# Directions
Write out the entries below exactly. End with the line that contains "rejection / empty answer.".

[Items from a dataset]
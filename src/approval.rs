//! Host decision round-trips
//!
//! Approval requests and questions from tools are posted to the host as
//! `HostRequest`s and parked in a pending table keyed by request id. The
//! host answers later with an explicit decision. Dropping a pending entry
//! (abandon, host gone) resolves it as a rejection / empty answer.

use crate::tool::ToolHost;
use async_trait::async_trait;
use parking_lot::Mutex;
use serde::Serialize;
use std::collections::HashMap;
use std::sync::Arc;
use tokio::sync::{mpsc, oneshot};
use uuid::Uuid;

#[derive(Debug, thiserror::Error, PartialEq, Eq)]
pub enum ApprovalError {
    #[error("No pending request with id {0}")]
    UnknownRequest(Uuid),
}

/// An action waiting for the host's approval
#[derive(Debug, Clone, Serialize)]
pub struct ApprovalRequest {
    pub id: Uuid,
    pub description: String,
    pub details: String,
    #[serde(skip_serializing_if = "Option::is_none")]
    pub diff: Option<String>,
}

/// A question waiting for the user's answer
#[derive(Debug, Clone, Serialize)]
pub struct QuestionRequest {
    pub id: Uuid,
    pub question: String,
}

/// What the host is asked to handle
#[derive(Debug, Clone, Serialize)]
#[serde(tag = "type", rename_all = "snake_case")]
pub enum HostRequest {
    Approval(ApprovalRequest),
    Question(QuestionRequest),
    Progress {
        step: usize,
        total: usize,
        description: String,
    },
}

/// Requests awaiting a reply, keyed by id
pub struct PendingTable<T> {
    entries: Mutex<HashMap<Uuid, oneshot::Sender<T>>>,
}

impl<T> Default for PendingTable<T> {
    fn default() -> Self {
        Self {
            entries: Mutex::new(HashMap::new()),
        }
    }
}

impl<T> PendingTable<T> {
    pub fn new() -> Self {
        Self::default()
    }

    /// Park a new request and return its id and the receiver for the reply
    pub fn open(&self) -> (Uuid, oneshot::Receiver<T>) {
        let id = Uuid::new_v4();
        let (tx, rx) = oneshot::channel();
        self.entries.lock().insert(id, tx);
        (id, rx)
    }

    /// Deliver the reply for `id`
    pub fn resolve(&self, id: Uuid, value: T) -> Result<(), ApprovalError> {
        let sender = self
            .entries
            .lock()
            .remove(&id)
            .ok_or(ApprovalError::UnknownRequest(id))?;
        // The waiting side may have gone away; nothing to deliver to then
        let _ = sender.send(value);
        Ok(())
    }

    pub fn pending_ids(&self) -> Vec<Uuid> {
        self.entries.lock().keys().copied().collect()
    }

    pub fn len(&self) -> usize {
        self.entries.lock().len()
    }

    pub fn is_empty(&self) -> bool {
        self.entries.lock().is_empty()
    }

    /// Drop every pending entry; waiters see their sender closed
    pub fn clear(&self) {
        self.entries.lock().clear();
    }
}

pub type PendingApprovals = PendingTable<bool>;

/// `ToolHost` that forwards requests over a channel and waits for explicit
/// decisions delivered through `resolve_approval` / `answer_question`.
pub struct ChannelHost {
    requests: mpsc::UnboundedSender<HostRequest>,
    approvals: PendingApprovals,
    questions: PendingTable<String>,
}

impl ChannelHost {
    pub fn new() -> (Arc<Self>, mpsc::UnboundedReceiver<HostRequest>) {
        let (tx, rx) = mpsc::unbounded_channel();
        let host = Arc::new(Self {
            requests: tx,
            approvals: PendingTable::new(),
            questions: PendingTable::new(),
        });
        (host, rx)
    }

    pub fn resolve_approval(&self, id: Uuid, approved: bool) -> Result<(), ApprovalError> {
        tracing::debug!(request_id = %id, approved, "Approval resolved");
        self.approvals.resolve(id, approved)
    }

    pub fn answer_question(&self, id: Uuid, answer: impl Into<String>) -> Result<(), ApprovalError> {
        self.questions.resolve(id, answer.into())
    }

    pub fn pending_approvals(&self) -> Vec<Uuid> {
        self.approvals.pending_ids()
    }

    /// Reject every pending approval and leave every question unanswered
    pub fn abandon_all(&self) {
        self.approvals.clear();
        self.questions.clear();
    }
}

#[async_trait]
impl ToolHost for ChannelHost {
    async fn ask_user(&self, question: &str) -> String {
        let (id, rx) = self.questions.open();
        let request = HostRequest::Question(QuestionRequest {
            id,
            question: question.to_string(),
        });
        if self.requests.send(request).is_err() {
            tracing::warn!(request_id = %id, "Host is gone, leaving question unanswered");
            let _ = self.questions.resolve(id, String::new());
            return String::new();
        }
        rx.await.unwrap_or_default()
    }

    fn report_progress(&self, step: usize, total: usize, description: &str) {
        let _ = self.requests.send(HostRequest::Progress {
            step,
            total,
            description: description.to_string(),
        });
    }

    async fn request_approval(
        &self,
        description: &str,
        details: &str,
        diff: Option<&str>,
    ) -> bool {
        let (id, rx) = self.approvals.open();
        let request = HostRequest::Approval(ApprovalRequest {
            id,
            description: description.to_string(),
            details: details.to_string(),
            diff: diff.map(str::to_string),
        });
        if self.requests.send(request).is_err() {
            tracing::warn!(request_id = %id, "Host is gone, rejecting approval");
            let _ = self.approvals.resolve(id, false);
            return false;
        }
        rx.await.unwrap_or(false)
    }
}

/// Host that approves everything and answers questions with an empty string.
/// For tests and unattended runs.
pub struct AutoApprove;

#[async_trait]
impl ToolHost for AutoApprove {
    async fn ask_user(&self, _question: &str) -> String {
        String::new()
    }

    fn report_progress(&self, _step: usize, _total: usize, _description: &str) {}

    async fn request_approval(
        &self,
        _description: &str,
        _details: &str,
        _diff: Option<&str>,
    ) -> bool {
        true
    }
}

/// Wraps another host, approving every action without asking it.
/// Questions and progress still go to the wrapped host.
pub struct AutoApproving {
    inner: Arc<dyn ToolHost>,
}

impl AutoApproving {
    pub fn new(inner: Arc<dyn ToolHost>) -> Self {
        Self { inner }
    }
}

#[async_trait]
impl ToolHost for AutoApproving {
    async fn ask_user(&self, question: &str) -> String {
        self.inner.ask_user(question).await
    }

    fn report_progress(&self, step: usize, total: usize, description: &str) {
        self.inner.report_progress(step, total, description);
    }

    async fn request_approval(
        &self,
        description: &str,
        _details: &str,
        _diff: Option<&str>,
    ) -> bool {
        tracing::debug!(description, "Auto-approved");
        true
    }
}
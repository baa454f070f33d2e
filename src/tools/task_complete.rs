//! Task complete tool - signals task completion
//!
//! The agent loop ends the run when it sees this tool among a cycle's calls
//! and reports the returned summary.

use crate::agent::TASK_COMPLETE_TOOL;
use crate::tool::{Tool, ToolContext, ToolDefinition, ToolError, ToolOutput};
use async_trait::async_trait;
use serde::Deserialize;
use serde_json::json;

#[derive(Debug, Deserialize)]
struct Args {
    summary: String,
}

pub struct TaskCompleteTool;

#[async_trait]
impl Tool for TaskCompleteTool {
    fn name(&self) -> &str {
        TASK_COMPLETE_TOOL
    }

    fn definition(&self) -> ToolDefinition {
        ToolDefinition {
            name: TASK_COMPLETE_TOOL.to_string(),
            description: "Call when the task is complete. Provide a summary of what was done."
                .to_string(),
            parameters: json!({
                "type": "object",
                "properties": {
                    "summary": {
                        "type": "string",
                        "description": "Summary of what was accomplished"
                    }
                },
                "required": ["summary"]
            }),
        }
    }

    async fn execute(&self, args: serde_json::Value, _ctx: &ToolContext) -> Result<ToolOutput, ToolError> {
        let args: Args = serde_json::from_value(args)?;
        Ok(ToolOutput::new(args.summary))
    }
}
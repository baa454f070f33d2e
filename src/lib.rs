//! MineAgent - an LLM agent for authoring Minecraft Bedrock add-ons
//!
//! This crate provides:
//! - A think/act agent loop over OpenAI-compatible chat backends
//! - Workspace-confined file tools and a searchable knowledge base
//! - CLI/REPL interface for driving the agent

pub mod approval;
pub mod config;
pub mod message;
pub mod session;
pub mod telemetry;

// Agent system
pub mod agent;
pub mod events;
pub mod executor;
pub mod knowledge;
pub mod provider;
pub mod tool;
pub mod tools;

pub use config::Config;
pub use session::MineAgent;
pub use telemetry::Telemetry;

pub use agent::{AgentConfig, AgentLoop, CancelHandle, InteractionMode, PromptBuilder};
pub use approval::{AutoApprove, AutoApproving, ChannelHost, HostRequest};
pub use events::{event_channel, AgentEvent, EventReceiver, EventSender, RunOutcome, TaskState};
pub use executor::{ToolExecutionRequest, ToolExecutionResult, ToolExecutor};
pub use knowledge::KnowledgeEngine;
pub use message::{ChatMessage, Conversation, Role, ToolCall};
pub use provider::{Backend, LlmProvider, ProviderConfig, ProviderRegistry};
pub use tool::{Tool, ToolContext, ToolHost, ToolRegistry, ToolResult};
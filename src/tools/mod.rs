//! Built-in tools
//!
//! Each tool implements `crate::tool::Tool`. File tools are confined to the
//! workspace root of the `ToolContext` they run with.

mod ask_user;
mod list_files;
mod query_knowledge;
mod read_file;
mod task_complete;
mod write_file;

pub use ask_user::AskUserTool;
pub use list_files::ListFilesTool;
pub use query_knowledge::QueryKnowledgeTool;
pub use read_file::ReadFileTool;
pub use task_complete::TaskCompleteTool;
pub use write_file::WriteFileTool;

use crate::knowledge::KnowledgeEngine;
use crate::tool::{RegistryError, ToolRegistry};
use std::sync::Arc;

/// Create a registry with all standard tools
pub fn create_registry(
    engine: Arc<KnowledgeEngine>,
    target_version: &str,
    knowledge_results: usize,
) -> Result<ToolRegistry, RegistryError> {
    let mut registry = ToolRegistry::new();

    registry.register(ReadFileTool)?;
    registry.register(WriteFileTool)?;
    registry.register(ListFilesTool)?;
    registry.register(AskUserTool)?;
    registry.register(
        QueryKnowledgeTool::new(engine)
            .with_target_version(target_version)
            .with_max_results(knowledge_results),
    )?;
    registry.register(TaskCompleteTool)?;

    Ok(registry)
}
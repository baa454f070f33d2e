//! System prompt construction
//!
//! Base prompt (project override or built-in template) followed by phase
//! guidance, the interaction mode, the tool catalog and knowledge found for
//! the user's message.

use super::InteractionMode;
use crate::knowledge::{KnowledgeEngine, SearchOptions};
use crate::tool::ToolRegistry;
use std::path::{Path, PathBuf};
use std::sync::Arc;

/// Project-level override for the base prompt, relative to the workspace
pub const PROMPT_OVERRIDE_PATH: &str = ".mine-agent/prompt.md";

/// Built-in base prompt
pub fn default_base_prompt() -> &'static str {
    include_str!("../prompts/system.md")
}

/// Per-build inputs
#[derive(Debug, Clone, Default)]
pub struct PromptOptions<'a> {
    pub phase_guidance: Option<&'a str>,
    pub interaction_mode: InteractionMode,
    /// Searched against the knowledge base; results are injected
    pub user_message: Option<&'a str>,
}

pub struct PromptBuilder {
    workspace_root: PathBuf,
    engine: Arc<KnowledgeEngine>,
    target_version: String,
    knowledge_results: usize,
    tools: Vec<(String, String)>,
}

impl PromptBuilder {
    pub fn new(workspace_root: impl Into<PathBuf>, engine: Arc<KnowledgeEngine>) -> Self {
        Self {
            workspace_root: workspace_root.into(),
            engine,
            target_version: "1.21.0".to_string(),
            knowledge_results: 2,
            tools: Vec::new(),
        }
    }

    pub fn with_target_version(mut self, version: impl Into<String>) -> Self {
        self.target_version = version.into();
        self
    }

    /// How many search results to inject (0 disables injection)
    pub fn with_knowledge_results(mut self, count: usize) -> Self {
        self.knowledge_results = count;
        self
    }

    pub fn with_tools(mut self, registry: &ToolRegistry) -> Self {
        self.tools = registry.descriptions();
        self
    }

    pub fn build(&self, options: &PromptOptions<'_>) -> String {
        let mut prompt = load_base_prompt(&self.workspace_root);

        if let Some(guidance) = options.phase_guidance.filter(|g| !g.trim().is_empty()) {
            prompt.push_str(&format!("\n\n## Current phase\n{}", guidance));
        }

        prompt.push_str(&format!(
            "\n\n## Current interaction mode: {}",
            options.interaction_mode
        ));

        if !self.tools.is_empty() {
            prompt.push_str("\n\n## Available tools\n");
            let lines: Vec<String> = self
                .tools
                .iter()
                .map(|(name, description)| format!("- `{}`: {}", name, first_line(description)))
                .collect();
            prompt.push_str(&lines.join("\n"));
        }

        if let Some(knowledge) = options
            .user_message
            .and_then(|message| self.relevant_knowledge(message))
        {
            prompt.push_str(
                "\n\n## Reference knowledge (auto-retrieved)\n\
                 The following is specification information related to the request. \
                 Base your answer on it.\n\n",
            );
            prompt.push_str(&knowledge);
        }

        prompt
    }

    fn relevant_knowledge(&self, message: &str) -> Option<String> {
        if self.knowledge_results == 0 {
            return None;
        }

        let options = SearchOptions::new()
            .with_max_results(self.knowledge_results)
            .with_target_version(self.target_version.clone());
        let results = self.engine.search(message, &options);
        tracing::debug!(results = results.len(), "Knowledge injected into prompt");

        if results.is_empty() {
            return None;
        }
        Some(KnowledgeEngine::format_search_results(&results))
    }
}

fn first_line(text: &str) -> &str {
    text.lines().next().unwrap_or_default()
}

/// Project override if present and readable, else the built-in template
fn load_base_prompt(workspace_root: &Path) -> String {
    let path = workspace_root.join(PROMPT_OVERRIDE_PATH);
    match std::fs::read_to_string(&path) {
        Ok(content) if !content.trim().is_empty() => {
            tracing::debug!(path = %path.display(), "Using project prompt override");
            content
        }
        _ => default_base_prompt().to_string(),
    }
}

# Task response
filename src/approval.rs
//! Host decision round-trips
//!
//! Approval requests and questions from tools are posted to the host as
//! `HostRequest`s and parked in a pending table keyed by request id. The
//! host answers later with an explicit decision. Dropping a pending entry
//! (abandon, host gone) resolves it as a rejection / empty answer.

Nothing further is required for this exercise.